Monday, July 24, 2017

A Couple of Stein Stories

I love this one. I love it like the Mooch loves Trump. God, I hope there's something to it.

Third party candidate Jill Stein was a surprising addition this week to investigators casting an increasingly wide net in the congressional probe into Russian interference in the presidential campaign.

Stein’s name was included in a Senate Judiciary Committee letter requesting all communication between President Trump’s son Donald Trump Jr. and a number of others, including Russian officials and other members of Trump’s presidential campaign.

Yeah, it's a smear and McCarthyism and blargh! Hope not.

I'd be more than willing to give her a pass on this if it wasn't for Matt Funiciello. That and the general holier than thouness of the Green Party. 

She has made purity a central pillar of her presidential candidacy, and she has held that the Green Party reigns above all others with respect to moral and ethical supremacy. In an interview with CNN last April, she said, “I have long since thrown in the towel on the Democratic and Republican parties because they are really a front group for the 1 percent, for predatory banks, fossil-fuel giants, and war profiteers.”

Yes, that's what I'm talking about. She's invested in mutual funds that invest in companies that include predatory banks, fossil-fuel giants and war profiteers. Not directly invested. But you know what, she doesn't deserve a break for it anyway. 

Stein has invested $995,011 to $2.2 million in funds such as the Vanguard 500 fund that maintain significant stakes in Exxon and other energy companies like Chevron, Duke Energy, Conoco Phillips, and Toho Gas, a Japanese company that engages in the sale of natural gas, tar, and coke, a fuel made from coal.
...

Stein has invested roughly $1.2 to $2.65 million in funds like the TIAA-CREF Equity Index that have big stakes in the financial-services industry. Holdings in these funds include big banks like JP Morgan Chase, Citigroup, and Deutsche Bank as major parts of their investment portfolios. Five of the funds that Stein invests in maintain large positions in Wells Fargo, which has come under fire recently amid charges that its employees were pressured to open up fraudulent new accounts for clients.

One of the funds Stein has invested in maintains a significant position in Goldman Sachs bonds. Stein once referred to Goldman Sachs as Hillary Clinton’s best friend.

In one of the handful of direct stock investments Stein holds, she listed between $50,001 and $100,000 in the pharmaceutical giant Merck, which paid a record fine for overbilling Medicaid. She has also invested $1,130,010 to $2,400,000 in funds that maintain significant stakes in Pfizer, Novartis, Johnson & Johnson, and Allergan.

Stein has between $500,004 to $1,100,000 invested in funds that maintain significant stakes in Phillip Morris International, the tobacco giant that manufactures Marlboro cigarettes and 17 other tobacco brands.

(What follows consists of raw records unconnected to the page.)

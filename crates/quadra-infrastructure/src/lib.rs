//! Durable client-side storage for Quadra.
//!
//! Implements the persistence ports defined in `quadra-core`: platform
//! path resolution and the file-backed credential store, plus the
//! in-memory fake used by tests.

pub mod credential_store;
pub mod paths;

pub use credential_store::{FileCredentialStore, MemoryCredentialStore};
pub use paths::QuadraPaths;
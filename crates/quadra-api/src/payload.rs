//! Backend payload normalization helpers.
//!
//! Collection endpoints are inconsistent about their envelope: some
//! return a bare array, others wrap it under a named key or `data`.
//! User records carry duck-typed role indicators. Both get normalized
//! here so the endpoint wrappers can deserialize straight into the
//! canonical models.

use quadra_core::error::{QuadraError, Result};
use quadra_core::user::ManagedUser;
use quadra_core::session::Role;
use serde::de::DeserializeOwned;
use serde_json::Value;

/// Deserializes a collection response, unwrapping `{<key>: [...]}` and
/// `{data: [...]}` envelopes around the bare array.
pub fn parse_collection<T: DeserializeOwned>(payload: Value, key: &str) -> Result<Vec<T>> {
    let items = match payload {
        Value::Array(items) => Value::Array(items),
        Value::Object(mut map) => map
            .remove(key)
            .or_else(|| map.remove("data"))
            .ok_or_else(|| {
                QuadraError::validation(format!("response carries no '{key}' collection"))
            })?,
        other => {
            return Err(QuadraError::validation(format!(
                "expected a collection, got: {other}"
            )));
        }
    };
    serde_json::from_value(items).map_err(Into::into)
}

/// Builds a [`ManagedUser`] from an admin endpoint payload, running the
/// role indicators through [`Role::normalize`].
pub fn parse_managed_user(payload: &Value) -> Result<ManagedUser> {
    let id = payload
        .get("id")
        .and_then(Value::as_i64)
        .ok_or_else(|| QuadraError::validation("user payload is missing an id"))?;
    let name = string_field(payload, "name")?;
    let email = string_field(payload, "email")?;
    let roles = payload
        .get("roles")
        .or_else(|| payload.get("role"))
        .map(Role::normalize)
        .unwrap_or_default();
    let active = payload
        .get("active")
        .and_then(Value::as_bool)
        .unwrap_or(true);

    Ok(ManagedUser {
        id,
        name,
        email,
        roles,
        active,
    })
}

fn string_field(payload: &Value, field: &str) -> Result<String> {
    payload
        .get(field)
        .and_then(Value::as_str)
        .map(str::to_string)
        .ok_or_else(|| QuadraError::validation(format!("user payload is missing '{field}'")))
}
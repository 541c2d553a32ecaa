//! Credential store implementations.
//!
//! Two keys back the persisted session: the bearer token in
//! `auth_token.toml` and the account record in `account.json`. They are
//! written together under an exclusive lock and treated as one unit on
//! load; a half-present or malformed pair is cleaned up and reported
//! as absent, never surfaced as a broken session.

use crate::paths::QuadraPaths;
use fs2::FileExt;
use quadra_core::credential::{CredentialStore, StoredCredentials};
use quadra_core::error::{QuadraError, Result};
use quadra_core::session::{AccountRecord, AuthToken};
use serde::{Deserialize, Serialize};
use std::fs::{self, File};
use std::path::Path;
use std::sync::Mutex;

/// On-disk shape of `auth_token.toml`.
#[derive(Debug, Serialize, Deserialize)]
struct TokenFile {
    token: String,
}

/// File-backed credential store under the platform config directory.
pub struct FileCredentialStore {
    paths: QuadraPaths,
}

impl FileCredentialStore {
    /// Store rooted at the platform config directory.
    pub fn new() -> Self {
        Self {
            paths: QuadraPaths::default(),
        }
    }

    /// Store rooted at an explicit directory (tests, portable profiles).
    pub fn with_base(base: &Path) -> Self {
        Self {
            paths: QuadraPaths::new(Some(base)),
        }
    }

    /// Takes the exclusive write lock for the credential pair.
    ///
    /// The lock is released when the returned handle drops.
    fn acquire_lock(&self) -> Result<File> {
        let dir = self.paths.config_dir()?;
        fs::create_dir_all(&dir)?;
        let lock = File::create(self.paths.lock_file()?)?;
        lock.lock_exclusive()
            .map_err(|e| QuadraError::storage(format!("failed to lock credential store: {e}")))?;
        Ok(lock)
    }

    fn read_pair(&self) -> Result<Option<StoredCredentials>> {
        let token_path = self.paths.token_file()?;
        let account_path = self.paths.account_file()?;
        if !token_path.exists() || !account_path.exists() {
            return Ok(None);
        }

        let token_raw = fs::read_to_string(&token_path)?;
        let token_file: TokenFile = toml::from_str(&token_raw)?;
        let token = AuthToken::new(token_file.token)?;

        let account_raw = fs::read_to_string(&account_path)?;
        let account: AccountRecord = serde_json::from_str(&account_raw)?;

        Ok(Some(StoredCredentials { token, account }))
    }

    fn remove_pair(&self) -> Result<()> {
        for path in [self.paths.token_file()?, self.paths.account_file()?] {
            match fs::remove_file(&path) {
                Ok(()) => {}
                Err(e) if e.kind() == std::io::ErrorKind::NotFound => {}
                Err(e) => return Err(e.into()),
            }
        }
        Ok(())
    }
}

impl Default for FileCredentialStore {
    fn default() -> Self {
        Self::new()
    }
}

impl CredentialStore for FileCredentialStore {
    fn load(&self) -> Result<Option<StoredCredentials>> {
        let _lock = self.acquire_lock()?;
        match self.read_pair() {
            Ok(pair) => {
                // A lone half of the pair is a remnant of an interrupted
                // write; clear it so the next load starts clean.
                if pair.is_none() {
                    self.remove_pair()?;
                }
                Ok(pair)
            }
            Err(e) => {
                tracing::warn!(error = %e, "stored credentials are malformed, clearing");
                self.remove_pair()?;
                Ok(None)
            }
        }
    }

    fn save(&self, credentials: &StoredCredentials) -> Result<()> {
        let _lock = self.acquire_lock()?;

        let token_file = TokenFile {
            token: credentials.token.as_str().to_string(),
        };
        write_atomically(
            &self.paths.token_file()?,
            toml::to_string_pretty(&token_file)?.as_bytes(),
        )?;
        write_atomically(
            &self.paths.account_file()?,
            serde_json::to_vec_pretty(&credentials.account)?.as_slice(),
        )?;

        tracing::debug!(user_id = credentials.account.id, "credentials persisted");
        Ok(())
    }

    fn clear(&self) -> Result<()> {
        let _lock = self.acquire_lock()?;
        self.remove_pair()?;
        tracing::debug!("credentials cleared");
        Ok(())
    }
}

/// Writes via a sibling temp file and rename so readers never observe a
/// partially written file.
fn write_atomically(path: &Path, contents: &[u8]) -> Result<()> {
    let tmp = path.with_extension("tmp");
    fs::write(&tmp, contents)?;
    fs::rename(&tmp, path)?;
    Ok(())
}

/// In-memory credential store, the substitutable fake for tests.
#[derive(Default)]
pub struct MemoryCredentialStore {
    inner: Mutex<Option<StoredCredentials>>,
}

impl MemoryCredentialStore {
    pub fn new() -> Self {
        Self::default()
    }
}

impl CredentialStore for MemoryCredentialStore {
    fn load(&self) -> Result<Option<StoredCredentials>> {
        Ok(self
            .inner
            .lock()
            .map_err(|_| QuadraError::storage("credential store mutex poisoned"))?
            .clone())
    }

    fn save(&self, credentials: &StoredCredentials) -> Result<()> {
        *self
            .inner
            .lock()
            .map_err(|_| QuadraError::storage("credential store mutex poisoned"))? =
            Some(credentials.clone());
        Ok(())
    }

    fn clear(&self) -> Result<()> {
        *self
            .inner
            .lock()
            .map_err(|_| QuadraError::storage("credential store mutex poisoned"))? = None;
        Ok(())
    }
}
//! Event domain models.
//!
//! Events, reviews, and attendee listings are owned by the backend; the
//! client only mirrors them transiently in view state. These models are
//! the canonical in-client shapes the API layer deserializes into.

use crate::screen::{EventId, UserId};
use chrono::{DateTime, Utc};
use serde::{Deserialize, Serialize};
use strum_macros::{Display, EnumString};

/// Publication status of an event.
#[derive(
    Debug, Clone, Copy, PartialEq, Eq, Serialize, Deserialize, Display, EnumString,
)]
#[serde(rename_all = "lowercase")]
#[strum(serialize_all = "lowercase", ascii_case_insensitive)]
pub enum EventStatus {
    Draft,
    Published,
    Cancelled,
}

/// A campus event as reported by the backend.
#[derive(Debug, Clone, PartialEq, Serialize, Deserialize)]
pub struct Event {
    pub id: EventId,
    pub title: String,
    #[serde(default)]
    pub description: String,
    #[serde(default)]
    pub category: String,
    #[serde(default)]
    pub location: String,
    pub starts_at: DateTime<Utc>,
    #[serde(default)]
    pub capacity: Option<u32>,
    pub status: EventStatus,
    pub host_id: UserId,
}

/// Fields a host submits when creating or updating an event.
#[derive(Debug, Clone, PartialEq, Serialize, Deserialize)]
pub struct EventForm {
    pub title: String,
    pub description: String,
    pub category: String,
    pub location: String,
    pub starts_at: DateTime<Utc>,
    #[serde(skip_serializing_if = "Option::is_none")]
    pub capacity: Option<u32>,
}

impl From<&Event> for EventForm {
    fn from(event: &Event) -> Self {
        Self {
            title: event.title.clone(),
            description: event.description.clone(),
            category: event.category.clone(),
            location: event.location.clone(),
            starts_at: event.starts_at,
            capacity: event.capacity,
        }
    }
}

/// A review left on an event.
#[derive(Debug, Clone, PartialEq, Serialize, Deserialize)]
pub struct Review {
    pub id: i64,
    pub event_id: EventId,
    pub author: String,
    /// 1..=5
    pub rating: u8,
    #[serde(default)]
    pub comment: String,
    pub created_at: DateTime<Utc>,
}

/// One attendee on an event's attendee listing.
#[derive(Debug, Clone, PartialEq, Serialize, Deserialize)]
pub struct Attendee {
    pub user_id: UserId,
    pub name: String,
    pub email: String,
}
//! Credential persistence port.
//!
//! Defines the interface for durable session storage, decoupling the
//! application layer from the concrete mechanism (files under the
//! platform config directory in production, a map in tests).

use crate::error::Result;
use crate::session::{AccountRecord, AuthToken, Session};
use serde::{Deserialize, Serialize};

/// What survives a restart: the bearer token and the account record.
///
/// The two values are one unit: they are persisted together on login,
/// cleared together on logout, and a store that finds only one of them
/// must treat the pair as absent.
#[derive(Debug, Clone, PartialEq, Serialize, Deserialize)]
pub struct StoredCredentials {
    pub token: AuthToken,
    pub account: AccountRecord,
}

impl StoredCredentials {
    /// Rebuilds the in-memory session these credentials describe.
    pub fn into_session(self) -> Session {
        Session::from_parts(self.token, self.account)
    }
}

impl From<&Session> for StoredCredentials {
    fn from(session: &Session) -> Self {
        Self {
            token: session.token.clone(),
            account: session.to_account_record(),
        }
    }
}

/// An abstract store for the persisted credential pair.
///
/// Implementations must keep the pair atomic from the caller's
/// perspective: `load` never observes a half-written state, and a
/// malformed or half-present pair is reported as absent (after cleaning
/// up the remnant) rather than as an error the caller cannot act on.
pub trait CredentialStore: Send + Sync {
    /// Reads the stored pair, if both halves are present and well-formed.
    fn load(&self) -> Result<Option<StoredCredentials>>;

    /// Persists the pair, replacing any previous values.
    fn save(&self, credentials: &StoredCredentials) -> Result<()>;

    /// Removes both halves. Succeeds when nothing was stored.
    fn clear(&self) -> Result<()>;
}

(S)he has between $50,001-$100,000 invested in a fund that has Raytheon Corp. as its fourth largest holding, a $38 million investment. Raytheon, which is the fourth largest defense contractor in the world and derives 90 percent of its revenue from military contracts, manufactures drone systems, which Stein has committed to ending, and significant missile systems.

And for the height of dis-ingenuousness. 

Stein said that she has “explored” more socially responsible funds but “found their investments in fracking and large-scale biofuels not much better than the non-green funds. I have not yet found the mutual funds that represent my goals of advancing the cause of people, planet, and peace.”

It took me less than 30 seconds with a web search to find funds that don't invest in fracking. 

Many critics say clean-energy and socially responsible investment funds offer a poor rate of return and should generally be avoided… Which likely explains why Stein chose to invest her wealth in funds that have often offered double-digit returns.

Yes, maybe that's it. And what does Matthew Pureheart have to do with it? 

(I)t was his wife's money and it was made by investing in some pretty damaging and unconscious companies (Monsanto, McDonald's, tobacco and oil companies and several hedge funds to name but a few.)

That was about Aaron Woolf, his Democratic opponent in 2014. I suspect he's referring to Woolf's wife owning mutual funds that invested in those companies and industries and that she's not directly invested in them. I can hardly wait to be in a comment thread involving or including MF and linking to this Stein story. C'mon 2018.